> [TASK DETAILS]: The lines needed are those below that contain the word "factor"; copy each one.

Excerpts from a dataset

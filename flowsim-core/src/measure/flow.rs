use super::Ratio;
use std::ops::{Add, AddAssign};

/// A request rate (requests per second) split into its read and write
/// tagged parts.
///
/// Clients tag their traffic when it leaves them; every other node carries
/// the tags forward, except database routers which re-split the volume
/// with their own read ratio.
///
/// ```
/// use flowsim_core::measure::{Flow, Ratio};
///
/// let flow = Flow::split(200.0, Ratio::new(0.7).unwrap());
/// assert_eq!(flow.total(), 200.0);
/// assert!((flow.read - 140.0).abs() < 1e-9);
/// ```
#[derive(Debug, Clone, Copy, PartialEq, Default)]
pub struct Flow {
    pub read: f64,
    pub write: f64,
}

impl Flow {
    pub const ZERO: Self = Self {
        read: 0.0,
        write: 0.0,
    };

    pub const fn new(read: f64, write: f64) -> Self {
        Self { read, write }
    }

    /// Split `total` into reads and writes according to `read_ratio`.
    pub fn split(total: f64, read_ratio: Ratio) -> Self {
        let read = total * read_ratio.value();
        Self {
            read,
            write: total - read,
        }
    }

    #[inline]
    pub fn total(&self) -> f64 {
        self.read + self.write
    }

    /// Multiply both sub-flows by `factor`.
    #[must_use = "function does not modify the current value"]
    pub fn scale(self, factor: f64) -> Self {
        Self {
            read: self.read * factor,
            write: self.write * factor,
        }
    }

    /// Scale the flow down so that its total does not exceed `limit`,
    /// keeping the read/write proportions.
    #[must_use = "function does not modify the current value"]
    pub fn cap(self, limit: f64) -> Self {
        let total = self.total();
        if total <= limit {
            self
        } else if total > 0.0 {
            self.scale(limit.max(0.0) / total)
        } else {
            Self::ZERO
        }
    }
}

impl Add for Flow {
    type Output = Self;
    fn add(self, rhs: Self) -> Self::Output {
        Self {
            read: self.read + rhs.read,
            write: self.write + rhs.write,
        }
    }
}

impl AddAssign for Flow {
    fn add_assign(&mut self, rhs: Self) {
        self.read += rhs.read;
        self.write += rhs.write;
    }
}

> [WRITTEN ANSWER]:
    /// Multiply both sub-flows by `factor`.
    pub fn scale(self, factor: f64) -> Self {
            read: self.read * factor,
            write: self.write * factor,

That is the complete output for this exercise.